Exercise prompt: When you find the word "LogContext" in a line of the entries, please copy the whole line.

-*-*-

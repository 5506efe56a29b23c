//! Sliding-window abuse guard.
//!
//! Decides from the fingerprint's own recent ledger entries only. The query
//! is bounded by the longest configured window.

use std::collections::HashSet;

use chrono::{DateTime, Utc};

use crate::admission::decision::{Admission, Denial};
use crate::config::RateLimitConfig;
use crate::error::EngineResult;
use crate::logging::structured::LogContext;
use crate::storage::{Report, ReportLedger, StrategyId};

/// Per-fingerprint admission control.
#[derive(Debug, Clone)]
pub struct AbuseGuard {
    config: RateLimitConfig,
}

impl AbuseGuard {
    pub fn new(config: RateLimitConfig) -> Self {
        Self { config }
    }

    pub fn config(&self) -> &RateLimitConfig {
        &self.config
    }

    /// Earliest report time any check looks at (exclusive).
    pub fn lookback_start(&self, now: DateTime<Utc>) -> DateTime<Utc> {
        now - self.config.lookback()
    }

    /// Decide whether a report from `fingerprint` may be accepted at `now`.
    ///
    /// `strategy` is the id the report resolves to, or `None` for a strategy
    /// that does not exist yet. Reads the ledger, never writes it.
    pub fn admit(
        &self,
        ledger: &dyn ReportLedger,
        fingerprint: &str,
        strategy: Option<StrategyId>,
        now: DateTime<Utc>,
        ctx: &LogContext,
    ) -> EngineResult<Admission> {
        let recent = ledger.recent_by_fingerprint(fingerprint, self.lookback_start(now))?;
        let admission = self.decide(&recent, strategy, now);

        match &admission {
            Admission::Allow => log::debug!(
                "{} ADMISSION_ALLOW recent={}",
                ctx,
                recent.len()
            ),
            Admission::Deny(denial) => log::warn!(
                "{} ADMISSION_DENY reason={} detail=\"{}\"",
                ctx,
                denial.as_str(),
                denial
            ),
        }
        Ok(admission)
    }

    /// Pure decision over a fingerprint's recent reports.
    pub fn decide(
        &self,
        recent: &[Report],
        strategy: Option<StrategyId>,
        now: DateTime<Utc>,
    ) -> Admission {
        let window_start = now - self.config.window();
        let in_window: Vec<&Report> = recent
            .iter()
            .filter(|r| r.reported_at > window_start)
            .collect();

        let limit = self.config.max_reports_per_window;
        if in_window.len() >= limit {
            return Admission::Deny(Denial::FingerprintWindowExceeded {
                count: in_window.len(),
                limit,
            });
        }

        if let Some(id) = strategy {
            let strategy_start = now - self.config.strategy_window();
            let count = recent
                .iter()
                .filter(|r| r.strategy_id == Some(id) && r.reported_at > strategy_start)
                .count();
            let limit = self.config.max_reports_per_strategy_window;
            if count >= limit {
                return Admission::Deny(Denial::StrategyWindowExceeded { count, limit });
            }
        }

        let distinct: HashSet<StrategyId> =
            in_window.iter().filter_map(|r| r.strategy_id).collect();
        let already_counted = strategy.map_or(false, |id| distinct.contains(&id));
        let limit = self.config.max_distinct_strategies_per_window;
        if !already_counted && distinct.len() >= limit {
            return Admission::Deny(Denial::TooManyDistinctStrategies {
                distinct: distinct.len(),
                limit,
            });
        }

        Admission::Allow
    }
}
//! Reputation module.
//!
//! Turns admitted reports into ranked strategies:
//! - Aggregation of reports into per-strategy counters (serialized per key)
//! - Status state machine (unconfirmed / confirmed / deprecated)
//! - Ranking and provider fallback for the read path

pub mod aggregation;
pub mod ranking;
pub mod status;

pub use aggregation::*;
pub use ranking::*;
pub use status::*;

-*-*-

Result of the exercise:
use crate::logging::structured::LogContext;
        ctx: &LogContext,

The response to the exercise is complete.